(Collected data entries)

[Start of Attachment]

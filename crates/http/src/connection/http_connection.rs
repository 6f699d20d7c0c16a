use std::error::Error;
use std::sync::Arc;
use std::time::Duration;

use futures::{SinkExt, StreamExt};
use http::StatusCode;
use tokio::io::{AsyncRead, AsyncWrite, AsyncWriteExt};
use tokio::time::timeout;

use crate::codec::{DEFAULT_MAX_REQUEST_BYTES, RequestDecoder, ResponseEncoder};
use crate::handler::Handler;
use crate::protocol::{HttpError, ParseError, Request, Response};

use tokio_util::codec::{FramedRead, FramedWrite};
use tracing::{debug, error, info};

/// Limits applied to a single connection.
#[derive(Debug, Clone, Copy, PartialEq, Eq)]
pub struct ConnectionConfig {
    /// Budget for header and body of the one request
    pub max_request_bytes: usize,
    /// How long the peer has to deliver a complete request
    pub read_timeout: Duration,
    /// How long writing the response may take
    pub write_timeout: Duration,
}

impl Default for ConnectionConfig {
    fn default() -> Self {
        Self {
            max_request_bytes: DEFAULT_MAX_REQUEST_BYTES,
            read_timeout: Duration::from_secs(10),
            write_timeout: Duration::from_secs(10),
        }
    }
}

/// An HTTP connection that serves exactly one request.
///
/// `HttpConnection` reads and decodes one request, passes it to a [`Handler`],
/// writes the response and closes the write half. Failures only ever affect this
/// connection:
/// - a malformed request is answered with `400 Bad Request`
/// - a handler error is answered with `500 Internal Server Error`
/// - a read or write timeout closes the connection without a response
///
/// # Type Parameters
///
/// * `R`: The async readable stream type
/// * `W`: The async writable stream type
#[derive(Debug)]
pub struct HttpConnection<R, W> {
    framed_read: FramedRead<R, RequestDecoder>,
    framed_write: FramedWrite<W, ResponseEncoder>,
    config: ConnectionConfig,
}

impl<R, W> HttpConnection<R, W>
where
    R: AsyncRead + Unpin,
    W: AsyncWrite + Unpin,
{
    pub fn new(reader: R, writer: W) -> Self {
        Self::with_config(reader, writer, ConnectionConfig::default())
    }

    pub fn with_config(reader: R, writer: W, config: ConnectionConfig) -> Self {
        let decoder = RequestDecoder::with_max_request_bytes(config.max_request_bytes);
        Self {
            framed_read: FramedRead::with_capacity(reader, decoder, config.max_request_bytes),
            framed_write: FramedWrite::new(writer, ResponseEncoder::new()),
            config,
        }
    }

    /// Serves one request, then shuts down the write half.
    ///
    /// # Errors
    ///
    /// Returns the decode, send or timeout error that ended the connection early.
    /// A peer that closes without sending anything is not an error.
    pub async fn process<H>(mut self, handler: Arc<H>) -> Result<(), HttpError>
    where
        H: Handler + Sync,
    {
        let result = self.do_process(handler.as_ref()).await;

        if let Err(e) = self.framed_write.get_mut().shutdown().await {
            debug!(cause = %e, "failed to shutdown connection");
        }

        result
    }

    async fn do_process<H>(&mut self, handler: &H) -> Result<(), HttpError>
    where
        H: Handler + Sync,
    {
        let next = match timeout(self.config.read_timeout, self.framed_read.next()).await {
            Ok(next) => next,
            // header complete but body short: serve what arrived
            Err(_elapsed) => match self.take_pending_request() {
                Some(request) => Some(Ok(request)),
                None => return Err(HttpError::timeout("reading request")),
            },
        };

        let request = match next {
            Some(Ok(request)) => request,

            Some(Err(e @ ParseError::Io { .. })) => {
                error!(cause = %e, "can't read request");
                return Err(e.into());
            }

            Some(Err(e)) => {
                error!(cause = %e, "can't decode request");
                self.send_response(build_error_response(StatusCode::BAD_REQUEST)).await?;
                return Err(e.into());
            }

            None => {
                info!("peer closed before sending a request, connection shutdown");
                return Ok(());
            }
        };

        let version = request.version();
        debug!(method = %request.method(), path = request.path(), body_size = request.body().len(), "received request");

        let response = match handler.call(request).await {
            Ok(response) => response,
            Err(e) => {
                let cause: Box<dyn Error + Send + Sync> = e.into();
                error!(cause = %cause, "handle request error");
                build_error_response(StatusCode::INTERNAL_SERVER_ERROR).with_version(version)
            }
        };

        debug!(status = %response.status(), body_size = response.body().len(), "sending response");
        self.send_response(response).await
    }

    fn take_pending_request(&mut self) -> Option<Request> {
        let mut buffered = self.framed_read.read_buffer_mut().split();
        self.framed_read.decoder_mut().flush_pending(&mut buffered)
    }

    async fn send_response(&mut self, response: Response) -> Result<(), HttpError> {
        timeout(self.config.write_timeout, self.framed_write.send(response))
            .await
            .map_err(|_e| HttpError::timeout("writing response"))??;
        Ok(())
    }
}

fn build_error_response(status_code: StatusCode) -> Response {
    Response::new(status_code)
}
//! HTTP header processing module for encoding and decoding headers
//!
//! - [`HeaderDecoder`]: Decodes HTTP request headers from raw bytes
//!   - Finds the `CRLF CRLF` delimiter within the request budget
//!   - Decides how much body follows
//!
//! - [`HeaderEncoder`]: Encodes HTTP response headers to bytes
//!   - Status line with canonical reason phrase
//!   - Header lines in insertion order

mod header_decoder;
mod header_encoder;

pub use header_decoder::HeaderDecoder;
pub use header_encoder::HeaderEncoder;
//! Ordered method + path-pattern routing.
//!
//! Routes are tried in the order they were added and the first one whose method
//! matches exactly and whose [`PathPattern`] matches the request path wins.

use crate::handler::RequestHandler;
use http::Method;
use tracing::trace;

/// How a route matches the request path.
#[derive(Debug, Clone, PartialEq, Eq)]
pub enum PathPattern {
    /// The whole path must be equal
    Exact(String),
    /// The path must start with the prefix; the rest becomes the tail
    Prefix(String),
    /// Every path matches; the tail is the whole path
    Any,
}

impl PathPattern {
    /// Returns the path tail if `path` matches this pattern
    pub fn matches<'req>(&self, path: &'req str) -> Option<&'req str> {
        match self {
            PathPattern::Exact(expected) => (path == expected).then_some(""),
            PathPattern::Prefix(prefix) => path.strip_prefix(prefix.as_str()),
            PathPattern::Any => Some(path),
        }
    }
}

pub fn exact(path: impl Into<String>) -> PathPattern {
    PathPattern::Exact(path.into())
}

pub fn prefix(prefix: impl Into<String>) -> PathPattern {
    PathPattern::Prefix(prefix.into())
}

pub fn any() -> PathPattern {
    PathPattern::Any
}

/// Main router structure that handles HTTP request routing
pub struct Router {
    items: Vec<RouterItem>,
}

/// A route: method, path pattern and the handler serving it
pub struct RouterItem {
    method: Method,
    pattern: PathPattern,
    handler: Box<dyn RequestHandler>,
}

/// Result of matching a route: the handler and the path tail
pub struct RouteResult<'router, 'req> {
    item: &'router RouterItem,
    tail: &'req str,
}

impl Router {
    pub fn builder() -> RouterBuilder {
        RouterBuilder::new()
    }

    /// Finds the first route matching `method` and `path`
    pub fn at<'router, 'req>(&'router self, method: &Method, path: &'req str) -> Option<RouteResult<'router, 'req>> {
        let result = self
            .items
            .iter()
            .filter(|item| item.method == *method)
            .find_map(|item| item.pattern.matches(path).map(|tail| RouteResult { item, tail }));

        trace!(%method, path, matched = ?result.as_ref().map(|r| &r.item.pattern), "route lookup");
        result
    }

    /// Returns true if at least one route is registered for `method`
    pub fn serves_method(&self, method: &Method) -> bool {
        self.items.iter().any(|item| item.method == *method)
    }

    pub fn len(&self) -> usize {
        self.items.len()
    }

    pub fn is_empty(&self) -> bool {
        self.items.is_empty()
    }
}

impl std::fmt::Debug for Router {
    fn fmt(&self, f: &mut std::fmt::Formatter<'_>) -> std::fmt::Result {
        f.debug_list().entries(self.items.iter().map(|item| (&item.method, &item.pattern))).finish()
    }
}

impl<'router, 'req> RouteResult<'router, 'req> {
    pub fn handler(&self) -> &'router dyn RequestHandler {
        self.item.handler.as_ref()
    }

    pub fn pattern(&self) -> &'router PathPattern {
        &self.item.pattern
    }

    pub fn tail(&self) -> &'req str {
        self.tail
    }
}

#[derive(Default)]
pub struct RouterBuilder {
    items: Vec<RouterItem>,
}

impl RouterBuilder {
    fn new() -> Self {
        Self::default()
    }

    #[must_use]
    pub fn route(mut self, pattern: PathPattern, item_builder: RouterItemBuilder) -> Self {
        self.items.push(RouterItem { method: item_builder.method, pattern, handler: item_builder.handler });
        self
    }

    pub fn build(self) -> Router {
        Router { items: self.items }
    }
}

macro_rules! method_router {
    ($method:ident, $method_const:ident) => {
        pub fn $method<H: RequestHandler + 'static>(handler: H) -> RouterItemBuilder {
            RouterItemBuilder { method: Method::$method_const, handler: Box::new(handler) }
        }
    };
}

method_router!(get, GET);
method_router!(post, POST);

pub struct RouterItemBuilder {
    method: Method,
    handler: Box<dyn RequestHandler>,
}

[End of Attachment]

Give back precisely the lines above that start at the line containing "- a handler" and end at the line containing "#[derive(Debug)]", inclusive. No other lines belong in the output.

/// - a handler error is answered with `500 Internal Server Error`
/// - a read or write timeout closes the connection without a response
///
/// # Type Parameters
///
/// * `R`: The async readable stream type
/// * `W`: The async writable stream type
#[derive(Debug)]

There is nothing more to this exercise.